Abstract

Dr. V. Sekar, R. Krishnan*, N. Mohanapriya, M. Venkateshwaran

ABSTRACT

A robust, precise, and accurate reverse-phase high-performance liquid chromatography (RP-HPLC) method was developed and validated for the simultaneous estimation of Nirmatrelvir and Ritonavir in pharmaceutical tablet dosage form (Paxlovid). The chromatographic separation was performed on an Agilent C18 column (4.6 × 150 mm, 5 µm) with a mobile phase consisting of 0.01N potassium dihydrogen orthophosphate buffer (pH 3.0) and acetonitrile in the ratio 60:40, at a flow rate of 1.0 mL/min and detection wavelength of 292 nm.
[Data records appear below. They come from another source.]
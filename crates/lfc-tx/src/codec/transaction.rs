//! Transaction encoding/decoding.

use tracing::{debug, trace};

use crate::codec::primitives::{Reader, Writer};
use crate::codec::record::{decode_record, encode_record};
use crate::error::{DecodeError, EncodeError};
use crate::limits::MAX_TX_SIZE;
use crate::model::{Node, Transaction};
use crate::schema::SchemaVersion;

// =============================================================================
// DECODING
// =============================================================================

/// Decodes a transaction written with the default schema.
pub fn decode_transaction(input: &[u8]) -> Result<Transaction, DecodeError> {
    decode_transaction_with_schema(input, SchemaVersion::default())
}

/// Decodes a transaction written with `schema`.
pub fn decode_transaction_with_schema(
    input: &[u8],
    schema: SchemaVersion,
) -> Result<Transaction, DecodeError> {
    let node = decode_node(input, schema)?;
    Transaction::from_node(&node, schema)
}

/// Decodes transaction bytes into a dynamic [`Node`] record.
///
/// Fields come out in tag order. `inputs` and `outputs` are present even
/// when empty; an absent optional `reward` is left out.
pub fn decode_node(input: &[u8], schema: SchemaVersion) -> Result<Node, DecodeError> {
    if input.len() > MAX_TX_SIZE {
        return Err(DecodeError::LengthExceedsLimit {
            field: "transaction",
            len: input.len(),
            max: MAX_TX_SIZE,
        });
    }
    if input.is_empty() {
        return Err(DecodeError::UnexpectedEof { context: "transaction" });
    }

    let mut reader = Reader::new(input);
    let node = decode_record(&mut reader, schema.transaction())?;
    trace!(len = input.len(), ?schema, "decoded transaction");
    Ok(node)
}

// =============================================================================
// ENCODING
// =============================================================================

/// Encodes a transaction with the schema it was built for.
pub fn encode_transaction(tx: &Transaction) -> Result<Vec<u8>, EncodeError> {
    encode_node(&tx.to_node(), tx.schema())
}

/// Encodes a record node with `schema`.
pub fn encode_node(node: &Node, schema: SchemaVersion) -> Result<Vec<u8>, EncodeError> {
    let mut writer = Writer::with_capacity(256);
    encode_record(&mut writer, node, schema.transaction()).inspect_err(|err| {
        debug!(%err, ?schema, "transaction encode failed");
    })?;
    if writer.len() > MAX_TX_SIZE {
        return Err(EncodeError::LengthExceedsLimit {
            field: "transaction",
            len: writer.len(),
            max: MAX_TX_SIZE,
        });
    }
    Ok(writer.into_bytes())
}

/// Builds a transaction from a plain field map and encodes it.
///
/// `reward`/`script` defaults are substituted first when `schema` declares
/// them, so a map that leaves them out still encodes.
pub fn encode_fields(
    fields: &serde_json::Value,
    schema: SchemaVersion,
) -> Result<Vec<u8>, EncodeError> {
    Transaction::from_fields_with_schema(fields, schema)?.serialize()
}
The retention times for Nirmatrelvir and Ritonavir were 2.121 min and 2.710 min, respectively. The method demonstrated excellent linearity (r² = 0.999), precision (RSD < 2%), accuracy (recovery ~99.3–99.7%), sensitivity (LOD 0.02–0.06 µg/mL; LOQ 0.07–0.17 µg/mL), and robustness under varied conditions. Degradation studies confirmed the method's specificity and stability-indicating capability. The validated method is suitable for routine quality control and stability analysis in pharmaceutical industries.